Vasoform Neoplasms and Other Lesions : Part II
Glomangiopericytoma (Sinonasal Type Hemangiopericytoma)
Introduction
Throughout our ENT surgical careers, we have listened to the tale of the highly controversial pericyte contractile cell adjacent to capillaries from our original pathology mentor, Professor Leslie Michaels, and subsequently from the next generation of pathologists, Dr. Andrew Gallimore and Dr. Ann Sandison. The addition of the solitary extrapleural fibrous tumor to the debate in the 1980s, which was originally thought to be a primary neoplasm of the pleura (first reported in 1931),1 has on many occasions during combined clinical pathology and radiology meetings caused us some confusion and has certainly been associated with considerable humor on occasions! We have fortunately worked long enough to see some clarification of these matters, and in 2005 the WHO classification of tumors2 finally allocated the term “glomangiopericytoma” to the sinonasal form of hemangiopericytoma. This tumor at present appears to be specific to the head and neck. In contrast to hemangiopericytomas and solitary fibrous tumors occurring elsewhere in the body (which now are recognized to have considerable overlap of their histological features and which are strongly CD34 positive, probably representing a specialist fibroblast), the glomangiopericytoma is negative for CD34 and positive for SMA, indicating a myopericytoma phenotype.
Definition
(ICD-O code 9150/1)
A sinonasal tumor demonstrating a perivascular myopericytoma phenotype.
Synonyms
As indicated above, the term sinonasal hemangiopericytoma has long been in use, but additionally hemangiopericytoma-like tumor, sinonasal glomus tumor, and simply hemangiopericytoma have all been used within the literature.
Etiology
There are no defined etiological factors.
Site and Incidence
Glomangiopericytomas have a predilection for the nasal cavity and paranasal sinuses but they remain a rare lesion comprising less than 0.5% of all neoplasms in this area. Catalano et al,3 presenting seven of their own patients in 1996, undertook a thorough review of the available literature and ascertained a total of 119 cases with sufficient evidence for sinonasal hemangiopericytoma. Over 150 cases have now been reported in the literature and we have treated 13 cases.

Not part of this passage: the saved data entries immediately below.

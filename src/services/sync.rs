use crate::config::{ConfigError, ConfigStore};
use crate::models::{InstallConfig, ModPolicy};
use crate::ui::Prompt;
use camino::{Utf8Path, Utf8PathBuf};
use regex::Regex;
use std::fs;
use std::path::PathBuf;
use thiserror::Error;
use walkdir::WalkDir;

const MOD_QUESTION_TITLE: &str = "Modding";
const MOD_QUESTION: &str = "The game is modded, do you want to install it along with the mods?";

/// Errors that abort a synchronization run.
///
/// Files copied before the failure stay in place; a run is not transactional.
#[derive(Error, Debug)]
pub enum SyncError {
    #[error("Source folder not found: {0}")]
    SourceMissing(Utf8PathBuf),

    #[error("Destination {dest} lies inside source {source_dir}")]
    DestinationInsideSource {
        source_dir: Utf8PathBuf,
        dest: Utf8PathBuf,
    },

    #[error("Failed to enumerate {path}: {source}")]
    Walk {
        path: Utf8PathBuf,
        #[source]
        source: walkdir::Error,
    },

    #[error("Path is not valid UTF-8: {}", .0.display())]
    NonUtf8Path(PathBuf),

    #[error("Failed to create folder {path}: {source}")]
    CreateDir {
        path: Utf8PathBuf,
        #[source]
        source: std::io::Error,
    },

    #[error("Failed to copy {from} to {to}: {source}")]
    Copy {
        from: Utf8PathBuf,
        to: Utf8PathBuf,
        #[source]
        source: std::io::Error,
    },

    #[error(transparent)]
    Config(#[from] ConfigError),
}

/// Classification of a file relative to the game root
#[derive(Debug, Clone, Copy, PartialEq, Eq)]
pub enum FileClass {
    Core,
    ModRelated,
}

/// Decides which files belong to mods or the SMAPI loader.
///
/// A relative path is mod-related when it starts with `mods`, `smapi` or
/// `StardewModdingAPI`, ignoring case. This is a plain prefix test, so
/// `Mods/ContentPatcher/manifest.json`, `smapi-internal/SMAPI.config.json`
/// and `StardewModdingAPI.exe` all match.
#[derive(Debug, Clone)]
pub struct ModClassifier {
    pattern: Regex,
}

impl ModClassifier {
    pub fn new() -> Self {
        Self {
            pattern: Regex::new(r"(?i)^(mods|smapi|stardewmoddingapi)")
                .expect("Invalid mod prefix regex"),
        }
    }

    pub fn classify(&self, relative_path: &Utf8Path) -> FileClass {
        if self.pattern.is_match(relative_path.as_str()) {
            FileClass::ModRelated
        } else {
            FileClass::Core
        }
    }
}

impl Default for ModClassifier {
    fn default() -> Self {
        Self::new()
    }
}

/// Statistics from a synchronization run
#[derive(Debug, Clone, Default, PartialEq, Eq)]
pub struct SyncReport {
    pub files_copied: usize,
    pub bytes_copied: u64,
    pub mod_files_skipped: usize,
    /// Mod policy in force at the end of the run. Still `Unknown` if no mod file was seen.
    pub policy: ModPolicy,
}

impl SyncReport {
    pub fn summary(&self) -> String {
        let mut summary = format!(
            "{} files copied ({} bytes)",
            self.files_copied, self.bytes_copied
        );
        if self.mod_files_skipped > 0 {
            summary.push_str(&format!(", {} mod files skipped", self.mod_files_skipped));
        }
        summary
    }
}

/// Merges a game installation into the portable folder.
#[derive(Debug, Clone, Default)]
pub struct FileSynchronizer {
    classifier: ModClassifier,
}

impl FileSynchronizer {
    pub fn new() -> Self {
        Self::default()
    }

    /// Copy every file under `source` into `dest`, honouring the mod policy.
    ///
    /// When `hint` is [`ModPolicy::Unknown`], the user is asked once, at the first
    /// mod-related file, whether mods should be copied too. The answer holds for the
    /// rest of the run and is returned in [`SyncReport::policy`].
    ///
    /// Existing files in `dest` are overwritten; files that only exist in `dest`
    /// are left alone. On success a `config.cfg` marker is written to `dest` if
    /// there is none yet.
    ///
    /// # Errors
    /// Any I/O failure stops the run. Files already copied are not rolled back.
    pub fn synchronize<P: Prompt + ?Sized>(
        &self,
        source: &Utf8Path,
        dest: &Utf8Path,
        hint: ModPolicy,
        prompt: &P,
    ) -> Result<SyncReport, SyncError> {
        self.check_roots(source, dest)?;
        tracing::info!("Synchronizing {} -> {} (mods: {})", source, dest, hint);

        let mut report = SyncReport {
            policy: hint,
            ..SyncReport::default()
        };

        for entry in WalkDir::new(source)
            .min_depth(1)
            .follow_links(false)
            .sort_by_file_name()
        {
            let entry = entry.map_err(|source_err| SyncError::Walk {
                path: source.to_path_buf(),
                source: source_err,
            })?;
            if !entry.file_type().is_file() {
                continue;
            }

            let from = Utf8Path::from_path(entry.path())
                .ok_or_else(|| SyncError::NonUtf8Path(entry.path().to_path_buf()))?;
            let relative = from
                .strip_prefix(source)
                .map_err(|_| SyncError::NonUtf8Path(entry.path().to_path_buf()))?;

            if self.classifier.classify(relative) == FileClass::ModRelated {
                if !report.policy.is_resolved() {
                    let include = prompt.confirm(MOD_QUESTION_TITLE, MOD_QUESTION);
                    report.policy = ModPolicy::from_answer(include);
                    tracing::info!("Mod policy resolved: {}", report.policy);
                }
                if !report.policy.includes_mods() {
                    tracing::trace!("Skipping mod file {}", relative);
                    report.mod_files_skipped += 1;
                    continue;
                }
            }

            let to = dest.join(relative);
            report.bytes_copied += copy_file(from, &to)?;
            report.files_copied += 1;
            tracing::debug!("Copied {}", relative);
        }

        let store = ConfigStore::new(dest);
        if !store.exists() {
            store.save(&InstallConfig::new(source, report.policy))?;
        }

        tracing::info!("Synchronization finished: {}", report.summary());
        Ok(report)
    }

    fn check_roots(&self, source: &Utf8Path, dest: &Utf8Path) -> Result<(), SyncError> {
        let source_canonical = source
            .canonicalize_utf8()
            .map_err(|_| SyncError::SourceMissing(source.to_path_buf()))?;

        // A destination that does not exist yet cannot be inside the source
        if let Ok(dest_canonical) = dest.canonicalize_utf8() {
            if dest_canonical.starts_with(&source_canonical) {
                return Err(SyncError::DestinationInsideSource {
                    source_dir: source.to_path_buf(),
                    dest: dest.to_path_buf(),
                });
            }
        }
        Ok(())
    }
}

/// Copy support files into `dest`, keeping only their file names.
///
/// # Returns
/// The number of files copied
pub fn copy_auxiliary_files(files: &[Utf8PathBuf], dest: &Utf8Path) -> Result<usize, SyncError> {
    let mut copied = 0;
    for file in files {
        let Some(name) = file.file_name() else {
            tracing::warn!("Ignoring auxiliary entry without a file name: {}", file);
            continue;
        };
        copy_file(file, &dest.join(name))?;
        tracing::debug!("Copied support file {}", name);
        copied += 1;
    }

    tracing::info!("Copied {} support files into {}", copied, dest);
    Ok(copied)
}

fn copy_file(from: &Utf8Path, to: &Utf8Path) -> Result<u64, SyncError> {
    if let Some(parent) = to.parent() {
        fs::create_dir_all(parent).map_err(|source| SyncError::CreateDir {
            path: parent.to_path_buf(),
            source,
        })?;
    }

    fs::copy(from, to).map_err(|source| SyncError::Copy {
        from: from.to_path_buf(),
        to: to.to_path_buf(),
        source,
    })
}

#[cfg(test)]
mod tests {
    use super::*;
    use crate::ui::prompt::MockPrompt;
    use tempfile::TempDir;

    struct Fixture {
        _temp_dir: TempDir,
        source: Utf8PathBuf,
        dest: Utf8PathBuf,
    }

    fn fixture(files: &[(&str, &str)]) -> Fixture {
        let temp_dir = TempDir::new().unwrap();
        let root = Utf8PathBuf::try_from(temp_dir.path().to_path_buf()).unwrap();
        let source = root.join("steam");
        let dest = root.join("portable");
        fs::create_dir_all(&dest).unwrap();
        for (path, contents) in files {
            let full = source.join(path);
            fs::create_dir_all(full.parent().unwrap()).unwrap();
            fs::write(full, contents).unwrap();
        }
        Fixture {
            _temp_dir: temp_dir,
            source,
            dest,
        }
    }

    #[test]
    fn test_classifier() {
        let classifier = ModClassifier::new();
        assert_eq!(
            classifier.classify(Utf8Path::new("Mods/ContentPatcher/manifest.json")),
            FileClass::ModRelated
        );
        assert_eq!(
            classifier.classify(Utf8Path::new("smapi-internal/SMAPI.config.json")),
            FileClass::ModRelated
        );
        assert_eq!(
            classifier.classify(Utf8Path::new("StardewModdingAPI.exe")),
            FileClass::ModRelated
        );
        assert_eq!(
            classifier.classify(Utf8Path::new("Content/Maps/Farm.xnb")),
            FileClass::Core
        );
        assert_eq!(
            classifier.classify(Utf8Path::new("Stardew Valley.exe")),
            FileClass::Core
        );
    }

    #[test]
    fn test_core_only_tree_never_prompts() {
        let fx = fixture(&[("Stardew Valley.exe", "exe"), ("Content/a.xnb", "a")]);
        let mut prompt = MockPrompt::new();
        prompt.expect_confirm().never();

        let report = FileSynchronizer::new()
            .synchronize(&fx.source, &fx.dest, ModPolicy::Unknown, &prompt)
            .unwrap();

        assert_eq!(report.files_copied, 2);
        assert_eq!(report.policy, ModPolicy::Unknown);
        assert_eq!(fs::read_to_string(fx.dest.join("Content/a.xnb")).unwrap(), "a");
    }

    #[test]
    fn test_mod_prompt_asked_once() {
        let fx = fixture(&[
            ("Mods/A/manifest.json", "a"),
            ("Mods/B/manifest.json", "b"),
            ("smapi-internal/x.dll", "x"),
            ("Stardew Valley.exe", "exe"),
        ]);
        let mut prompt = MockPrompt::new();
        prompt.expect_confirm().times(1).return_const(true);

        let report = FileSynchronizer::new()
            .synchronize(&fx.source, &fx.dest, ModPolicy::Unknown, &prompt)
            .unwrap();

        assert_eq!(report.policy, ModPolicy::Include);
        assert_eq!(report.files_copied, 4);
        assert!(fx.dest.join("Mods/B/manifest.json").exists());
    }

    #[test]
    fn test_declined_mods_are_skipped() {
        let fx = fixture(&[
            ("Mods/A/manifest.json", "a"),
            ("StardewModdingAPI.exe", "smapi"),
            ("Stardew Valley.exe", "exe"),
        ]);
        let mut prompt = MockPrompt::new();
        prompt.expect_confirm().times(1).return_const(false);

        let report = FileSynchronizer::new()
            .synchronize(&fx.source, &fx.dest, ModPolicy::Unknown, &prompt)
            .unwrap();

        assert_eq!(report.policy, ModPolicy::Exclude);
        assert_eq!(report.files_copied, 1);
        assert_eq!(report.mod_files_skipped, 2);
        assert!(!fx.dest.join("Mods").exists());
        assert!(!fx.dest.join("StardewModdingAPI.exe").exists());
    }

    #[test]
    fn test_marker_written_once() {
        let fx = fixture(&[("Stardew Valley.exe", "exe")]);
        let prompt = MockPrompt::new();
        let sync = FileSynchronizer::new();

        sync.synchronize(&fx.source, &fx.dest, ModPolicy::Include, &prompt)
            .unwrap();
        let store = ConfigStore::new(&fx.dest);
        let first = store.load().unwrap().unwrap();
        assert_eq!(first.source_path, fx.source);
        assert_eq!(first.mod_policy, ModPolicy::Include);

        // An existing marker is left as it is
        sync.synchronize(&fx.source, &fx.dest, ModPolicy::Exclude, &prompt)
            .unwrap();
        assert_eq!(store.load().unwrap().unwrap(), first);
    }

    #[test]
    fn test_overwrites_existing_files() {
        let fx = fixture(&[("Content/a.xnb", "new")]);
        fs::create_dir_all(fx.dest.join("Content")).unwrap();
        fs::write(fx.dest.join("Content/a.xnb"), "old").unwrap();
        fs::write(fx.dest.join("local-only.txt"), "keep").unwrap();

        FileSynchronizer::new()
            .synchronize(&fx.source, &fx.dest, ModPolicy::Exclude, &MockPrompt::new())
            .unwrap();

        assert_eq!(fs::read_to_string(fx.dest.join("Content/a.xnb")).unwrap(), "new");
        assert_eq!(fs::read_to_string(fx.dest.join("local-only.txt")).unwrap(), "keep");
    }

    #[test]
    fn test_missing_source() {
        let fx = fixture(&[]);
        let result = FileSynchronizer::new().synchronize(
            &fx.source.join("nope"),
            &fx.dest,
            ModPolicy::Exclude,
            &MockPrompt::new(),
        );
        assert!(matches!(result, Err(SyncError::SourceMissing(_))));
        assert!(!ConfigStore::new(&fx.dest).exists());
    }

    #[test]
    fn test_destination_inside_source_rejected() {
        let fx = fixture(&[("Stardew Valley.exe", "exe")]);
        let nested = fx.source.join("portable");
        fs::create_dir_all(&nested).unwrap();

        let result = FileSynchronizer::new().synchronize(
            &fx.source,
            &nested,
            ModPolicy::Exclude,
            &MockPrompt::new(),
        );
        assert!(matches!(
            result,
            Err(SyncError::DestinationInsideSource { .. })
        ));
    }

    #[test]
    fn test_copy_auxiliary_files() {
        let fx = fixture(&[("xna/Microsoft.Xna.Framework.dll", "dll")]);
        let files = vec![fx.source.join("xna/Microsoft.Xna.Framework.dll")];

        let copied = copy_auxiliary_files(&files, &fx.dest).unwrap();
        assert_eq!(copied, 1);
        assert!(fx.dest.join("Microsoft.Xna.Framework.dll").exists());
    }

    #[test]
    fn test_copy_auxiliary_counts_only_copied_files() {
        let fx = fixture(&[("xna/Microsoft.Xna.Framework.dll", "dll")]);
        let files = vec![
            fx.source.join("xna/Microsoft.Xna.Framework.dll"),
            Utf8PathBuf::from("/"),
        ];

        assert_eq!(copy_auxiliary_files(&files, &fx.dest).unwrap(), 1);
    }

    #[test]
    fn test_copy_auxiliary_missing_file_fails() {
        let fx = fixture(&[]);
        let files = vec![fx.source.join("missing.dll")];
        assert!(matches!(
            copy_auxiliary_files(&files, &fx.dest),
            Err(SyncError::Copy { .. })
        ));
    }

    #[test]
    fn test_report_summary() {
        let report = SyncReport {
            files_copied: 3,
            bytes_copied: 42,
            mod_files_skipped: 2,
            policy: ModPolicy::Exclude,
        };
        let summary = report.summary();
        assert!(summary.contains("3 files copied"));
        assert!(summary.contains("2 mod files skipped"));
    }
}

The majority of reported cases appeared to arise in the nasal cavity and many were noted to arise from the inferior or middle turbinate (Fig. 9.27). However, involvement of the ethmoids, sphenoid, maxillary, frontal sinuses, and nasopharynx have all been noted. The ethmoids and sphenoid are commoner than the maxillary or frontal sinuses. A small proportion of the tumors are bilateral. Extension through the cribriform plate into the intracranial structures can occur. Two of Catalano′s own seven cases had involved the cribriform plate.3 In our group, 7 arose in the nasal cavity, 2 the ethmoid sinuses (one breaching the skull base), and 4 originated in the orbit, specifically affecting the nasolacrimal sac. Within the nasal cavity both the lateral wall and septum were affected (Table 9.5).
Diagnostic Features
Clinical Features
The reported ages ranged from 4 to 80 years with an approximately equal distribution of males to females, although Catalano′s own series of seven cases had a female predominance of 6:1,3 as does ours with 9 women versus 4 men. Our patients also had a wide age range from 20 to 82 years, mean 59.6 years.
Nasal obstruction and epistaxis are the commonest non-specific presenting symptoms. Others include rhinorrhea, serous otitis media, proptosis, facial pain, and infraorbital paresthesia. On examination those tumors visible in the nasal cavity generally appear to be tan or gray colored polypoidal lesions that bleed briskly on manipulation.
Imaging
Imaging features are nonspecific showing nasal cavity or paranasal sinus lesions, which often have a significant polypoidal appearance with associated inflammatory changes in the dependant sinuses, bone erosion, and sclerosis (Fig. 9.27).
Histological Features and Differential Diagnosis
On histological evaluation, these lesions are subepithelial and well delineated but they are nonencapsulated cellular tumors that may surround other normal structures. Most tumors are highly cellular with short to mediumsized spindle cells that are tapered and without much cytoplasm, which helps to distinguish them from higher-grade lesions such as leiomyosarcoma and fibrosarcoma. The nucleoli are usually single and not prominent and chromatin is finely dispersed. The pattern is generally one of short fascicles, small whorls, and perpendicular orientation around vessels. Vascular channels vary from capillary size to large patchoulis spaces that may have a “stag horn” or antlerlike configuration. A prominent periepitheliomatous hyalinization is characteristic. Occasional mitotic figures may be present but necrosis is not found in these lesions. Associated extravasated erythrocytes, mast cells, and eosinophils are frequently present and occasionally giant cells may be seen.
Immunohistochemistry
As noted in the introduction to this section, glomangiopericytoma of the sinonasal tract is distinctly different from soft tissue hemangiopericytoma in the rest of the body and lacks the strong diffuse staining for CD34. Glomangiopericytomas usually have diffuse reactivity for actins, factor XIIIa, and vimentin. While for many years this lesion was known as a sinonasal hemangiopericytoma, it is clinically, morphologically and biologically distinct from other soft tissue type hemangiopericytomas.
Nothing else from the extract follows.